How can we learn to open up about our feelings—to understand and express them without fear?
- Identify the negative beliefs affecting you, if necessary—with the help of a psychologist or therapist who can work through past experiences, overcome fears, and soften overly rigid personal boundaries.
- Practice mindfulness—learn to notice what’s happening within you, focus on the present moment and your feelings "here and now." Frequently ask yourself: "What am I feeling?" "How can I express this?"
- Start by honestly verbalizing your feelings to yourself—this will make it easier to open up to others: "I’m so happy," "I’m in so much pain." By analyzing and voicing our feelings, we better understand what we truly need, what we want, and what we don’t.
- Create a safe space. If opening up to others feels unfamiliar and scary, start with those you trust—understanding loved ones or a qualified professional.
- Learn to recognize what lies behind your feelings, what truly triggers your fear, anger, anxiety, envy, and so on. Often, it’s similar situations or the same people—a psychologist can help untangle these negative patterns.
- Learn not to suppress your feelings but to experience them. Forget that you "should" or "shouldn’t" feel something—there are no "bad" or "good" feelings. If you sweep fear or anger under the rug, they’ll only accumulate, poisoning your life. To let go of negative emotions, you must acknowledge and process them.
- Boost your self-esteem. Often, people struggle to open up due to low self-esteem, insecurity, or even self-hatred—these are especially hard to share. Don’t fixate on your flaws and mistakes. Remember that weaknesses can be overcome with effort, and mistakes are a vital part of life experience that helps us grow. Don’t forget your strengths. And let go of the idea that others are constantly judging you—most people are far more preoccupied with their own lives.
- Strengthen self-respect. Remember that your feelings matter, and you have every right to express them. Sincerity doesn’t make you weak or foolish—it shows strength and honesty. And if someone responds to your openness with judgment or mockery instead of understanding and support—consider whether that relationship is truly good for you.
- Learn to express feelings in a way that feels comfortable. If you’re reserved and introverted or simply not used to sharing emotions, you don’t have to force a dramatic confession—start small. Share how your day went with loved ones in the evening, discuss problems with a friend. Gradually, this will help you share deeper, more complex feelings, convey your beliefs, views, and motivations—resolving misunderstandings, preventing conflicts, and strengthening bonds. Don’t forget to listen attentively and empathetically—this builds trust between you and the other person.

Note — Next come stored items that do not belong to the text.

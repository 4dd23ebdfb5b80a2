//! Multi-version schema storage.
//!
//! The coordinator is the only writer of its changefeed's schema store: it converts every
//! job into DDL events, applies the job, moves the validity horizon forward with the DDL
//! stream's resolved ts and garbage-collects versions once a DDL has been executed.

mod memory;

pub use memory::{MemorySchemaStore, SchemaSnapshot};

use std::future::Future;

use crate::error::CdcResult;
use crate::types::{DdlEvent, DdlJob, TableId, TableInfo, Ts};

/// Trait for versioned schema storage used by the DDL coordinator.
pub trait SchemaStore {
    /// Converts a job into the DDL events to replicate.
    ///
    /// Must be called before [`SchemaStore::handle_ddl`] applies the same job, since events
    /// of renames and truncates carry the descriptor the table had before the job. Jobs
    /// already part of the schema yield no events.
    fn build_ddl_events(&self, job: &DdlJob) -> CdcResult<Vec<DdlEvent>>;

    /// Applies a job, creating a new schema version at the job's commit ts.
    fn handle_ddl(&mut self, job: &DdlJob) -> CdcResult<()>;

    /// Returns the tables to replicate at the snapshot of `ts`.
    fn all_tables(&self, ts: Ts) -> impl Future<Output = CdcResult<Vec<TableInfo>>> + Send;

    /// Returns the physical table ids to replicate at the snapshot of `ts`.
    ///
    /// Partitioned tables contribute their own id followed by the id of every partition.
    fn all_physical_tables(&self, ts: Ts) -> impl Future<Output = CdcResult<Vec<TableId>>> + Send;

    /// Returns `true` if the table exists but cannot be captured.
    fn is_ineligible_table_id(&self, table_id: TableId) -> bool;

    /// Moves the validity horizon of the schema forward.
    fn advance_resolved_ts(&mut self, resolved_ts: Ts);

    /// Drops schema versions that are no longer needed to read snapshots at or after `ts`.
    fn do_gc(&mut self, ts: Ts);
}
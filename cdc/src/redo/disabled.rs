use crate::error::CdcResult;
use crate::redo::{FlushedMeta, RedoDdlManager, RedoMetaManager};
use crate::types::{DdlEvent, Ts};

/// Redo log for changefeeds that run without one.
///
/// Every operation is a no-op. The coordinator checks [`RedoDdlManager::enabled`] before
/// calling into it, so the reported timestamps are never used for gating.
#[derive(Debug, Clone, Copy, Default)]
pub struct DisabledRedo;

impl RedoDdlManager for DisabledRedo {
    fn enabled(&self) -> bool {
        false
    }

    async fn emit_ddl_event(&self, _event: &DdlEvent) -> CdcResult<()> {
        Ok(())
    }

    async fn update_resolved_ts(&self, _resolved_ts: Ts) -> CdcResult<()> {
        Ok(())
    }

    fn resolved_ts(&self) -> Ts {
        Ts::MAX
    }
}

impl RedoMetaManager for DisabledRedo {
    fn enabled(&self) -> bool {
        false
    }

    fn flushed_meta(&self) -> FlushedMeta {
        FlushedMeta::default()
    }
}
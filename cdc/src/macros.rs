//! Macros for changefeed error handling.
//!
//! Provides convenience macros for creating and returning [`crate::error::CdcError`] instances
//! with reduced boilerplate.

/// Creates a [`crate::error::CdcError`] from error kind and description.
///
/// Accepts an optional dynamic detail (use `detail =` to move an owned [`String`]) and an
/// optional source error.
#[macro_export]
macro_rules! cdc_error {
    ($kind:expr, $desc:expr) => {
        $crate::error::CdcError::from(($kind, $desc))
    };
    ($kind:expr, $desc:expr, source: $source:expr) => {
        $crate::error::CdcError::from(($kind, $desc)).with_source($source)
    };
    ($kind:expr, $desc:expr, detail = $detail:expr) => {
        $crate::error::CdcError::from(($kind, $desc, $detail))
    };
    ($kind:expr, $desc:expr, detail = $detail:expr, source: $source:expr) => {
        $crate::error::CdcError::from(($kind, $desc, $detail)).with_source($source)
    };
    ($kind:expr, $desc:expr, $detail:expr) => {
        $crate::error::CdcError::from(($kind, $desc, $detail.to_string()))
    };
    ($kind:expr, $desc:expr, $detail:expr, source: $source:expr) => {
        $crate::error::CdcError::from(($kind, $desc, $detail.to_string())).with_source($source)
    };
}

/// Creates and returns a [`crate::error::CdcError`] from the current function.
///
/// Supports the same optional detail and source arguments as [`cdc_error!`].
#[macro_export]
macro_rules! bail {
    ($kind:expr, $desc:expr) => {
        return ::core::result::Result::Err($crate::cdc_error!($kind, $desc))
    };
    ($kind:expr, $desc:expr, source: $source:expr) => {
        return ::core::result::Result::Err($crate::cdc_error!($kind, $desc, source: $source))
    };
    ($kind:expr, $desc:expr, detail = $detail:expr) => {
        return ::core::result::Result::Err($crate::cdc_error!($kind, $desc, detail = $detail))
    };
    ($kind:expr, $desc:expr, detail = $detail:expr, source: $source:expr) => {
        return ::core::result::Result::Err($crate::cdc_error!(
            $kind,
            $desc,
            detail = $detail,
            source: $source
        ))
    };
    ($kind:expr, $desc:expr, $detail:expr) => {
        return ::core::result::Result::Err($crate::cdc_error!($kind, $desc, $detail))
    };
    ($kind:expr, $desc:expr, $detail:expr, source: $source:expr) => {
        return ::core::result::Result::Err($crate::cdc_error!(
            $kind,
            $desc,
            $detail,
            source: $source
        ))
    };
}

- Practice openness on social media. Of course, this doesn’t mean sharing confidential personal details with strangers. But writing a blog post about your favorite movie, dish, or band is perfectly fine. This practice helps you learn to articulate thoughts clearly, overcome discomfort and fear, and find like-minded people with similar interests.

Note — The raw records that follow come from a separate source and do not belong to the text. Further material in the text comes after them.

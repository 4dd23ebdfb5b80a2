//! Error type of the DDL coordinator and its collaborators.
//!
//! Every failure is a [`CdcError`] classified by an [`ErrorKind`]. Errors raised by the
//! schema store, the redo log or the sink travel through the coordinator unchanged, so the
//! owner of a changefeed decides on the kind alone whether a tick is worth retrying.

use std::backtrace::Backtrace;
use std::borrow::Cow;
use std::error;
use std::fmt;
use std::panic::Location;
use std::sync::Arc;

/// Convenient result type for changefeed operations using [`CdcError`] as the error type.
pub type CdcResult<T> = Result<T, CdcError>;

/// Categories of errors raised while coordinating DDL.
#[derive(PartialEq, Eq, Copy, Clone, Debug, Hash)]
#[non_exhaustive]
pub enum ErrorKind {
    // Schema
    SchemaStoreError,
    SnapshotLost,
    InvalidDdlJob,
    DdlOutOfOrder,

    // Collaborators
    DdlSourceError,
    RedoLogError,
    DdlSinkError,
    DdlSinkPanic,

    // Configuration
    UnsupportedDownstream,
    ConfigError,

    // Coordinator state
    InvalidState,
    CoordinatorWorkerPanic,

    Unknown,

    /// Raised by fail points configured to return.
    #[cfg(feature = "failpoints")]
    InjectedFailure,
}

/// Error of a changefeed operation.
///
/// Carries a static description, an optional dynamic detail, an optional source and the
/// location it was created at. Two errors are equal when their kinds are.
#[derive(Debug, Clone)]
pub struct CdcError {
    kind: ErrorKind,
    description: Cow<'static, str>,
    detail: Option<Cow<'static, str>>,
    source: Option<Arc<dyn error::Error + Send + Sync>>,
    location: &'static Location<'static>,
    backtrace: Arc<Backtrace>,
}

impl CdcError {
    pub fn kind(&self) -> ErrorKind {
        self.kind
    }

    pub fn description(&self) -> &str {
        &self.description
    }

    pub fn detail(&self) -> Option<&str> {
        self.detail.as_deref()
    }

    pub fn backtrace(&self) -> &Backtrace {
        &self.backtrace
    }

    /// Returns where the error was created.
    pub fn location(&self) -> &'static Location<'static> {
        self.location
    }

    /// Attaches the error that caused this one.
    pub fn with_source<E>(mut self, source: E) -> Self
    where
        E: error::Error + Send + Sync + 'static,
    {
        self.source = Some(Arc::new(source));
        self
    }

    #[track_caller]
    fn from_components(
        kind: ErrorKind,
        description: Cow<'static, str>,
        detail: Option<Cow<'static, str>>,
        source: Option<Arc<dyn error::Error + Send + Sync>>,
    ) -> Self {
        CdcError {
            kind,
            description,
            detail,
            source,
            location: Location::caller(),
            backtrace: Arc::new(Backtrace::capture()),
        }
    }
}

impl PartialEq for CdcError {
    fn eq(&self, other: &CdcError) -> bool {
        self.kind == other.kind
    }
}

impl fmt::Display for CdcError {
    fn fmt(&self, f: &mut fmt::Formatter<'_>) -> fmt::Result {
        write!(
            f,
            "[{:?}] {} @ {}:{}:{}",
            self.kind,
            self.description,
            self.location.file(),
            self.location.line(),
            self.location.column()
        )?;

        if let Some(detail) = &self.detail {
            write_block(f, "Detail", detail)?;
        }
        if let Some(source) = &self.source {
            write_block(f, "Caused by", &source.to_string())?;
        }

        let backtrace = self.backtrace.to_string();
        if !backtrace.trim().is_empty() {
            write_block(f, "Backtrace", &backtrace)?;
        }

        Ok(())
    }
}

impl error::Error for CdcError {
    fn source(&self) -> Option<&(dyn error::Error + 'static)> {
        self.source
            .as_ref()
            .map(|source| source.as_ref() as &(dyn error::Error + 'static))
    }
}

/// Writes `content` under an indented `label:` line.
fn write_block(f: &mut fmt::Formatter<'_>, label: &str, content: &str) -> fmt::Result {
    if content.trim().is_empty() {
        return write!(f, "\n  {label}: <empty>");
    }

    write!(f, "\n  {label}:")?;
    for line in content.lines() {
        if line.trim().is_empty() {
            write!(f, "\n    ")?;
        } else {
            write!(f, "\n    {line}")?;
        }
    }

    Ok(())
}

impl From<(ErrorKind, &'static str)> for CdcError {
    #[track_caller]
    fn from((kind, description): (ErrorKind, &'static str)) -> CdcError {
        CdcError::from_components(kind, Cow::Borrowed(description), None, None)
    }
}

impl<D> From<(ErrorKind, &'static str, D)> for CdcError
where
    D: Into<Cow<'static, str>>,
{
    #[track_caller]
    fn from((kind, description, detail): (ErrorKind, &'static str, D)) -> CdcError {
        CdcError::from_components(kind, Cow::Borrowed(description), Some(detail.into()), None)
    }
}

/// Panicked tasks map to [`ErrorKind::CoordinatorWorkerPanic`], cancelled tasks to
/// [`ErrorKind::InvalidState`].
impl From<tokio::task::JoinError> for CdcError {
    #[track_caller]
    fn from(err: tokio::task::JoinError) -> CdcError {
        let (kind, description) = if err.is_panic() {
            (ErrorKind::CoordinatorWorkerPanic, "Background task panicked")
        } else {
            (ErrorKind::InvalidState, "Background task was cancelled")
        };

        let detail = err.to_string();
        CdcError::from_components(
            kind,
            Cow::Borrowed(description),
            Some(Cow::Owned(detail)),
            Some(Arc::new(err)),
        )
    }
}

impl From<cdc_config::shared::ValidationError> for CdcError {
    #[track_caller]
    fn from(err: cdc_config::shared::ValidationError) -> CdcError {
        let detail = err.to_string();
        CdcError::from_components(
            ErrorKind::ConfigError,
            Cow::Borrowed("Invalid changefeed configuration"),
            Some(Cow::Owned(detail)),
            Some(Arc::new(err)),
        )
    }
}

Remember that feelings are nothing to be ashamed or afraid of—they’re not weaknesses to hide. Our feelings make us who we are, shape our character, beliefs, and unique personality, and guide our life’s path. Open, honest expression of emotions helps maintain psychological balance, understand ourselves better, and recognize our needs and desires. Sharing emotions brings us closer to others, helps us find support, and build sincere, deep, harmonious, and lasting relationships.